Senescence is accompanied by the loss of neurons and synapses, and the maintenance of function depends on adaptive change at the levels of synaptic activity and cellular responsiveness. In the current study, we administered the neurotoxin MDMA, to young and aged mice and assessed the effects on indices of neuronal activity and cell signaling mediated through adenylyl cyclase. Young mice given MDMA showed 80% depletion of dopamine in the caudate and 30% depletion in the cerebral cortex; measurements of dopamine turnover indicated a compensatory upregulation of the activity of the remaining neurons in the caudate but downregulation in the cerebral cortex. Serotonin levels were comparatively less affected but serotonin turnover was decreased significantly in both regions. At the level of cell signaling, the young mice showed heterologous upregulation of adenylyl cyclase activity and a consequent enhancement of responses mediated through neurotransmitter receptors. In aged mice, MDMA treatment produced the same degree of lesioning but substantially different changes in neuronal activity and cell signaling.

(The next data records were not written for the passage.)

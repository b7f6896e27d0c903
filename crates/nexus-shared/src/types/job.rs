//! Queue payloads.

use chrono::{DateTime, Utc};
use serde::{Deserialize, Serialize};

/// Priority tier of a queued job. Tiers are independent FIFOs; pops scan
/// high → normal → low.
#[derive(Debug, Clone, Copy, PartialEq, Eq, Hash, Serialize, Deserialize)]
#[serde(rename_all = "snake_case")]
pub enum Priority {
    High,
    Normal,
    Low,
}

impl Priority {
    /// Scan order for pops.
    pub const ORDERED: [Priority; 3] = [Priority::High, Priority::Normal, Priority::Low];

    pub fn as_str(&self) -> &'static str {
        match self {
            Self::High => "high",
            Self::Normal => "normal",
            Self::Low => "low",
        }
    }
}

/// Serialized queue payload. Carries enough to recreate the task row if the
/// store lost it; the knowledge store remains the source of truth.
#[derive(Debug, Clone, PartialEq, Serialize, Deserialize)]
pub struct JobEnvelope {
    pub task_id: String,
    pub title: String,
    pub description: String,
    #[serde(default)]
    pub continuous_mode: bool,
    #[serde(default)]
    pub continuous_interval_hours: Option<u32>,
    pub priority: Priority,
    pub enqueued_at: DateTime<Utc>,
    #[serde(default)]
    pub retry_count: u32,
    /// Bumped each time a continuous-mode task is re-enqueued
    #[serde(default)]
    pub run_counter: u32,
}

impl JobEnvelope {
    pub fn new(
        task_id: impl Into<String>,
        title: impl Into<String>,
        description: impl Into<String>,
        priority: Priority,
    ) -> Self {
        Self {
            task_id: task_id.into(),
            title: title.into(),
            description: description.into(),
            continuous_mode: false,
            continuous_interval_hours: None,
            priority,
            enqueued_at: Utc::now(),
            retry_count: 0,
            run_counter: 0,
        }
    }

    /// A fresh envelope for the next continuous-mode run of the same task.
    pub fn next_run(&self) -> Self {
        Self {
            enqueued_at: Utc::now(),
            retry_count: 0,
            run_counter: self.run_counter + 1,
            ..self.clone()
        }
    }
}

#[cfg(test)]
mod tests {
    use super::*;

    #[test]
    fn test_envelope_json_round_trip_is_stable() {
        let job = JobEnvelope::new("t1", "AI in Healthcare", "Impact of AI", Priority::Normal);
        let bytes = serde_json::to_vec(&job).unwrap();
        let back: JobEnvelope = serde_json::from_slice(&bytes).unwrap();
        assert_eq!(job, back);
        // Re-serialization is byte-identical: envelopes survive the queue intact
        assert_eq!(bytes, serde_json::to_vec(&back).unwrap());
    }

    #[test]
    fn test_next_run_bumps_counter_and_resets_retries() {
        let mut job = JobEnvelope::new("t1", "a", "b", Priority::Low);
        job.retry_count = 3;
        let next = job.next_run();
        assert_eq!(next.run_counter, 1);
        assert_eq!(next.retry_count, 0);
        assert_eq!(next.task_id, job.task_id);
    }

    #[test]
    fn test_priority_scan_order() {
        assert_eq!(
            Priority::ORDERED,
            [Priority::High, Priority::Normal, Priority::Low]
        );
    }
}
//! # Topic Decomposer
//!
//! Breaks a research query into a hierarchical tree of sub-topics. The
//! model is asked for strict JSON; a bracketed-substring recovery pass
//! handles fenced or prose-wrapped output, and anything past that is a
//! `decomposition_failed` parse error.

use std::sync::Arc;

use async_trait::async_trait;
use serde_json::{json, Value};
use tracing::debug;

use nexus_shared::llm::parse_json_or_extract;
use nexus_shared::messaging::MessageEnvelope;
use nexus_shared::types::Subtask;
use nexus_shared::{NexusError, NexusResult};

use crate::context::AgentContext;
use crate::registry::Agent;
use crate::topics;

pub const DEFAULT_MAX_DEPTH: u32 = 3;
pub const DEFAULT_MAX_BREADTH: usize = 5;

#[derive(Debug)]
pub struct DecomposerAgent {
    ctx: Arc<AgentContext>,
}

impl DecomposerAgent {
    pub fn new(ctx: Arc<AgentContext>) -> Self {
        Self { ctx }
    }

    fn prompt(query: &str, max_depth: u32, max_breadth: usize) -> String {
        format!(
            r#"You are a research topic decomposer. Break the following research query into a hierarchical tree of sub-topics.

Research query: {query}

Constraints:
- At most {max_depth} levels deep and {max_breadth} subtopics per node.
- Every node carries concrete key questions a web search could answer.
- List candidate data-source URLs only when you are confident they exist.

Return ONLY a JSON object with this exact structure, no other text:
{{
  "title": "short topic title",
  "description": "what this topic covers",
  "key_questions": ["question 1", "question 2"],
  "data_sources": ["https://example.org"],
  "subtopics": [ {{ "title": "...", "description": "...", "key_questions": [...], "data_sources": [...], "subtopics": [...] }} ]
}}"#
        )
    }

    /// Persist the decomposition as a subtask tree rooted at one node.
    /// Returns (root id, leaf question count).
    async fn persist_tree(
        &self,
        task_id: &str,
        query: &str,
        decomposition: &Value,
        max_depth: u32,
        max_breadth: usize,
    ) -> NexusResult<(String, usize)> {
        let title = decomposition
            .get("title")
            .and_then(Value::as_str)
            .unwrap_or(query);
        let mut root = Subtask::root(task_id, format!("Research on {title}"));
        root.key_questions = string_list(decomposition.get("key_questions"));
        root.data_sources = string_list(decomposition.get("data_sources"));

        let subtopics = decomposition
            .get("subtopics")
            .and_then(Value::as_array)
            .cloned()
            .unwrap_or_default();

        // Fewer than one child: the root sub-question is the task
        // description itself
        if subtopics.is_empty() {
            root.description = query.to_string();
            if root.key_questions.is_empty() {
                root.key_questions = vec![query.to_string()];
            }
            let leaves = root.key_questions.len();
            self.ctx.store.upsert_subtask(&root).await?;
            return Ok((root.subtask_id.clone(), leaves));
        }

        let mut leaves = 0usize;
        let mut nodes = Vec::new();
        collect_children(
            &mut root,
            &subtopics,
            1,
            max_depth,
            max_breadth,
            &mut nodes,
            &mut leaves,
        );

        self.ctx.store.upsert_subtask(&root).await?;
        for node in &nodes {
            self.ctx.store.upsert_subtask(node).await?;
        }
        Ok((root.subtask_id.clone(), leaves))
    }

}

fn collect_children(
    parent: &mut Subtask,
    subtopics: &[Value],
    depth: u32,
    max_depth: u32,
    max_breadth: usize,
    out: &mut Vec<Subtask>,
    leaves: &mut usize,
) {
    for topic in subtopics.iter().take(max_breadth) {
        let description = topic
            .get("description")
            .or_else(|| topic.get("title"))
            .and_then(Value::as_str)
            .unwrap_or("(unspecified subtopic)");
        let mut child = Subtask::child_of(parent, description);
        child.key_questions = string_list(topic.get("key_questions"));
        child.data_sources = string_list(topic.get("data_sources"));
        parent.children.push(child.subtask_id.clone());

        let nested = topic
            .get("subtopics")
            .and_then(Value::as_array)
            .cloned()
            .unwrap_or_default();
        if nested.is_empty() || depth >= max_depth {
            *leaves += child.key_questions.len().max(1);
        } else {
            collect_children(&mut child, &nested, depth + 1, max_depth, max_breadth, out, leaves);
        }
        out.push(child);
    }
}

fn string_list(value: Option<&Value>) -> Vec<String> {
    value
        .and_then(Value::as_array)
        .map(|items| {
            items
                .iter()
                .filter_map(Value::as_str)
                .map(str::to_string)
                .collect()
        })
        .unwrap_or_default()
}

#[async_trait]
impl Agent for DecomposerAgent {
    fn agent_id(&self) -> &str {
        "topic_decomposer"
    }

    fn agent_type(&self) -> &'static str {
        "decomposer"
    }

    fn request_topic(&self) -> &'static str {
        topics::DECOMPOSE
    }

    async fn handle(&self, request: &MessageEnvelope) -> NexusResult<Value> {
        let task_id = request
            .payload
            .get("task_id")
            .and_then(Value::as_str)
            .ok_or_else(|| NexusError::stage_failed("planning", "request missing task_id"))?;
        let query = request
            .payload
            .get("query")
            .and_then(Value::as_str)
            .ok_or_else(|| NexusError::stage_failed("planning", "request missing query"))?;
        let max_depth = request
            .payload
            .get("max_depth")
            .and_then(Value::as_u64)
            .map(|d| d as u32)
            .unwrap_or(DEFAULT_MAX_DEPTH);
        let max_breadth = request
            .payload
            .get("max_breadth")
            .and_then(Value::as_u64)
            .map(|b| b as usize)
            .unwrap_or(DEFAULT_MAX_BREADTH);

        let response = self
            .ctx
            .llm
            .generate(&Self::prompt(query, max_depth, max_breadth), false)
            .await?;

        let decomposition = parse_json_or_extract(&response)
            .map_err(|e| NexusError::Parse(format!("decomposition_failed: {e}")))?;

        let (root_subtask_id, leaf_questions) = self
            .persist_tree(task_id, query, &decomposition, max_depth, max_breadth)
            .await?;
        debug!(task_id, leaf_questions, "decomposition persisted");

        Ok(json!({
            "decomposition": decomposition,
            "root_subtask_id": root_subtask_id,
            "leaf_questions": leaf_questions,
        }))
    }
}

In the cerebral cortex, dopamine turnover was increased, and serotonin turnover decreased, effects opposite in direction to those seen in young mice. In the aged group, MDMA elicited heterologous loss of adenylyl cyclase responses instead of displaying the supersensitivity that had been seen in the young group. The aging brain thus displays maladaptation to the loss of monoaminergic input, effects that may augment the functional impairment associated with neurodegenerative disorders or stroke.